• Task: Beneath this line is the data. Output exactly the lines from the line with "unconfigured whatever the" to the line with "let get = |key: &str|", both ends included, and nothing more.
(Source material)
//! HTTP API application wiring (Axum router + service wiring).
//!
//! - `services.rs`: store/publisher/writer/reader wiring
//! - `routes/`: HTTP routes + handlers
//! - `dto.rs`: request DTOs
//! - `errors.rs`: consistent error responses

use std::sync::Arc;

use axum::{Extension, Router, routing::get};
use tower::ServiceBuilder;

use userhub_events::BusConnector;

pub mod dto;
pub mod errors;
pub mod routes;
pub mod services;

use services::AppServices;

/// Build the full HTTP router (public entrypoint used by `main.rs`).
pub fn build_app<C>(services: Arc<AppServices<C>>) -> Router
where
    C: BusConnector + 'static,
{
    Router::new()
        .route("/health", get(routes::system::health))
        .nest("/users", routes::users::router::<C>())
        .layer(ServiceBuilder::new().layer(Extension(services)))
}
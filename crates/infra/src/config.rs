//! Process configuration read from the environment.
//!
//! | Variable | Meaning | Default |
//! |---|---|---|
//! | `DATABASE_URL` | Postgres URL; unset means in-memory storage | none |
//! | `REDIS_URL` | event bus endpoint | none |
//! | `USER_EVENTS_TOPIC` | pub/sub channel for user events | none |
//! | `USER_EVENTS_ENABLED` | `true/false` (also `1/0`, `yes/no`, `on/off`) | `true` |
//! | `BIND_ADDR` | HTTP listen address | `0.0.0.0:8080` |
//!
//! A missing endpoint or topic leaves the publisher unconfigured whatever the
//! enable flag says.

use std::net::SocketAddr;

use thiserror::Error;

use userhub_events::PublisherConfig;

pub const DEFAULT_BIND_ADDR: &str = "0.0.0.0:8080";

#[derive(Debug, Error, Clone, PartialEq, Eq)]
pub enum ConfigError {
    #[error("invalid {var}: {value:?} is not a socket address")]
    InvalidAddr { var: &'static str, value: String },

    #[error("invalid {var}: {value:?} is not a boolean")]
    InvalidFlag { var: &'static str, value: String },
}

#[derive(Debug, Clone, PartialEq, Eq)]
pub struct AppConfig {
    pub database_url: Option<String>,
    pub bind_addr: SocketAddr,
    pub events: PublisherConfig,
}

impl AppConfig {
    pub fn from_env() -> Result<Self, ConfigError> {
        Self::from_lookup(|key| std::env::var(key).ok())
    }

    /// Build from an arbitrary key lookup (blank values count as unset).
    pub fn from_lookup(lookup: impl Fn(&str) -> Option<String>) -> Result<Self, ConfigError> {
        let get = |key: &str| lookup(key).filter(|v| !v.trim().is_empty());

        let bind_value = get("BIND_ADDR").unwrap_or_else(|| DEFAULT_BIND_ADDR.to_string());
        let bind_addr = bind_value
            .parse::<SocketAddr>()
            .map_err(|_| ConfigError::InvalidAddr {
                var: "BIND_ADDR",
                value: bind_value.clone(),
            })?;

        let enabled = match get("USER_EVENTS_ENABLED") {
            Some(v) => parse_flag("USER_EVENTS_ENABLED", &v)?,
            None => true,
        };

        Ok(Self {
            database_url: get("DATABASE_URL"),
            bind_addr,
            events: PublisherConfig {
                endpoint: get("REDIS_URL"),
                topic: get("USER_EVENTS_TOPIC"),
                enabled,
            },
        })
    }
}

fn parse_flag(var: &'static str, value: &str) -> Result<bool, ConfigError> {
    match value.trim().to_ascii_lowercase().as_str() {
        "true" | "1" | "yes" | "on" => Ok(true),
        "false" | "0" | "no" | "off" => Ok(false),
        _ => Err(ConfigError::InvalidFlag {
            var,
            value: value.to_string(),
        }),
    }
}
(End Source material)
• Result:
//! A missing endpoint or topic leaves the publisher unconfigured whatever the
//! enable flag says.

use std::net::SocketAddr;

use thiserror::Error;

use userhub_events::PublisherConfig;

pub const DEFAULT_BIND_ADDR: &str = "0.0.0.0:8080";

#[derive(Debug, Error, Clone, PartialEq, Eq)]
pub enum ConfigError {
    #[error("invalid {var}: {value:?} is not a socket address")]
    InvalidAddr { var: &'static str, value: String },

    #[error("invalid {var}: {value:?} is not a boolean")]
    InvalidFlag { var: &'static str, value: String },
}

#[derive(Debug, Clone, PartialEq, Eq)]
pub struct AppConfig {
    pub database_url: Option<String>,
    pub bind_addr: SocketAddr,
    pub events: PublisherConfig,
}

impl AppConfig {
    pub fn from_env() -> Result<Self, ConfigError> {
        Self::from_lookup(|key| std::env::var(key).ok())
    }

    /// Build from an arbitrary key lookup (blank values count as unset).
    pub fn from_lookup(lookup: impl Fn(&str) -> Option<String>) -> Result<Self, ConfigError> {
        let get = |key: &str| lookup(key).filter(|v| !v.trim().is_empty());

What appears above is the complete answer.